Companies create product versions from multiple components. The big challenge is how to take the available components and combine them into the product versions and product lines that will maximize profits.
How can companies design products and product lines to maximize profits? Out of all the potential configurations available to them, how should they decide which ones to offer? The authors have developed a framework for balancing the costs of developing and offering a rich line of products and services against customer demand for additional choice. Their methodology helps managers make informed decisions about which features to include in the product; which variations to include in a product line; and how the offerings should evolve with technology and competition.
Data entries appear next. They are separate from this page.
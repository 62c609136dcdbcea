//! Subscriber setup.

use clap::ValueEnum;
use thiserror::Error;
use tracing_subscriber::layer::SubscriberExt;
use tracing_subscriber::util::SubscriberInitExt;
use tracing_subscriber::{EnvFilter, Registry};

/// Directives used when `RUST_LOG` is unset
pub const DEFAULT_FILTER: &str = "slimedex=info,tower_http=info";

/// Log line format
#[derive(Debug, Clone, Copy, Default, PartialEq, Eq, ValueEnum)]
pub enum LogFormat {
    /// Human-readable lines
    #[default]
    Text,
    /// One JSON object per line
    Json,
}

#[derive(Debug, Error)]
#[error("Tracing initialization failed: {0}")]
pub struct TracingInitError(String);

/// Install the global subscriber, writing to stderr.
///
/// Fails if a subscriber is already installed.
pub fn init_tracing(format: LogFormat) -> Result<(), TracingInitError> {
    let filter =
        EnvFilter::try_from_default_env().unwrap_or_else(|_| EnvFilter::new(DEFAULT_FILTER));

    let registry = Registry::default().with(filter);
    let result = match format {
        LogFormat::Text => registry
            .with(
                tracing_subscriber::fmt::layer()
                    .with_writer(std::io::stderr)
                    .with_target(true),
            )
            .try_init(),
        LogFormat::Json => registry
            .with(
                tracing_subscriber::fmt::layer()
                    .json()
                    .with_writer(std::io::stderr)
                    .with_current_span(true)
                    .with_target(true),
            )
            .try_init(),
    };

    result.map_err(|e| TracingInitError(e.to_string()))
}
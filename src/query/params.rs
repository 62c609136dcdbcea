//! # Raw Query Parameters
//!
//! Ordered multimap of decoded query-string pairs. Repeated keys are kept.

/// Parameters reserved for sorting, projection and pagination
pub const RESERVED_KEYS: [&str; 4] = ["page", "sort", "limit", "fields"];

/// Whether a key is reserved and never treated as a filter.
///
/// Any bracket suffix is ignored, so `page[gte]` is reserved too.
pub fn is_reserved(key: &str) -> bool {
    let field = key.split_once('[').map_or(key, |(field, _)| field);
    RESERVED_KEYS.contains(&field)
}

/// Decoded request parameters, in arrival order
#[derive(Debug, Clone, Default, PartialEq, Eq)]
pub struct RawParameters {
    pairs: Vec<(String, String)>,
}

impl RawParameters {
    pub fn new() -> Self {
        Self::default()
    }

    /// Parse a raw (percent-encoded) query string
    pub fn parse(query: &str) -> Self {
        let query = query.strip_prefix('?').unwrap_or(query);
        url::form_urlencoded::parse(query.as_bytes())
            .into_owned()
            .collect()
    }

    /// Return a copy with one more pair appended
    pub fn with(&self, key: impl Into<String>, value: impl Into<String>) -> Self {
        let mut pairs = self.pairs.clone();
        pairs.push((key.into(), value.into()));
        Self { pairs }
    }

    /// Last value for a key
    pub fn get(&self, key: &str) -> Option<&str> {
        self.pairs
            .iter()
            .rev()
            .find(|(k, _)| k == key)
            .map(|(_, v)| v.as_str())
    }

    /// All values for a key, in order
    pub fn get_all<'a>(&'a self, key: &'a str) -> impl Iterator<Item = &'a str> + 'a {
        self.pairs
            .iter()
            .filter(move |(k, _)| k == key)
            .map(|(_, v)| v.as_str())
    }

    /// Whether any key names this field, with or without an operator
    pub fn mentions_field(&self, field: &str) -> bool {
        self.pairs.iter().any(|(k, _)| {
            k == field
                || k.strip_prefix(field)
                    .is_some_and(|rest| rest.starts_with('['))
        })
    }

    pub fn iter(&self) -> impl Iterator<Item = (&str, &str)> {
        self.pairs.iter().map(|(k, v)| (k.as_str(), v.as_str()))
    }

    pub fn len(&self) -> usize {
        self.pairs.len()
    }

    pub fn is_empty(&self) -> bool {
        self.pairs.is_empty()
    }
}

impl<K: Into<String>, V: Into<String>> FromIterator<(K, V)> for RawParameters {
    fn from_iter<I: IntoIterator<Item = (K, V)>>(iter: I) -> Self {
        Self {
            pairs: iter
                .into_iter()
                .map(|(k, v)| (k.into(), v.into()))
                .collect(),
        }
    }
}
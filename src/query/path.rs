//! Dotted field paths (`slimepedia.risks`) over JSON records.

use serde_json::{Map, Value};

/// Resolve a dotted path inside a record
pub fn lookup<'a>(record: &'a Value, path: &str) -> Option<&'a Value> {
    path.split('.')
        .try_fold(record, |current, segment| current.get(segment))
}

/// Copy the value at `path` from `source` into `target`, creating parents
pub fn copy_path(source: &Value, target: &mut Map<String, Value>, path: &str) {
    let Some(value) = lookup(source, path) else {
        return;
    };

    let mut segments = path.split('.').peekable();
    let mut current = target;
    while let Some(segment) = segments.next() {
        if segments.peek().is_none() {
            current.insert(segment.to_string(), value.clone());
            return;
        }
        let entry = current
            .entry(segment.to_string())
            .or_insert_with(|| Value::Object(Map::new()));
        match entry {
            Value::Object(inner) => current = inner,
            _ => return,
        }
    }
}

/// Remove the value at `path`, leaving parents in place
pub fn remove_path(record: &mut Value, path: &str) {
    match path.rsplit_once('.') {
        None => {
            if let Value::Object(obj) = record {
                obj.remove(path);
            }
        }
        Some((parent, leaf)) => {
            let parent = parent
                .split('.')
                .try_fold(record, |current, segment| current.get_mut(segment));
            if let Some(Value::Object(obj)) = parent {
                obj.remove(leaf);
            }
        }
    }
}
Using examples from the music, software and media industries and citing companies including Apple, Dell, Microsoft, The New York Times, and ESPN, the authors describe five basic types of product offerings: the _ la carte offering, the specialization offering, the all-in-one offering, the basic/premium offering, and the have-it-your-way offering. By highlighting how costs influence product design, they depart from the standard product-success metrics, such as revenue and market share, which are the main focus of most of the work on product bundling.
The authors note that the decision to offer a product and how it is designed generally affects both the fixed costs and the marginal costs. They argue that product architects need to expand their definition of fixed and marginal costs beyond those that they typically track and account for to cover costs across the entire supply chain. Although some of these costs may be hard to quantify, they are often too significant to ignore.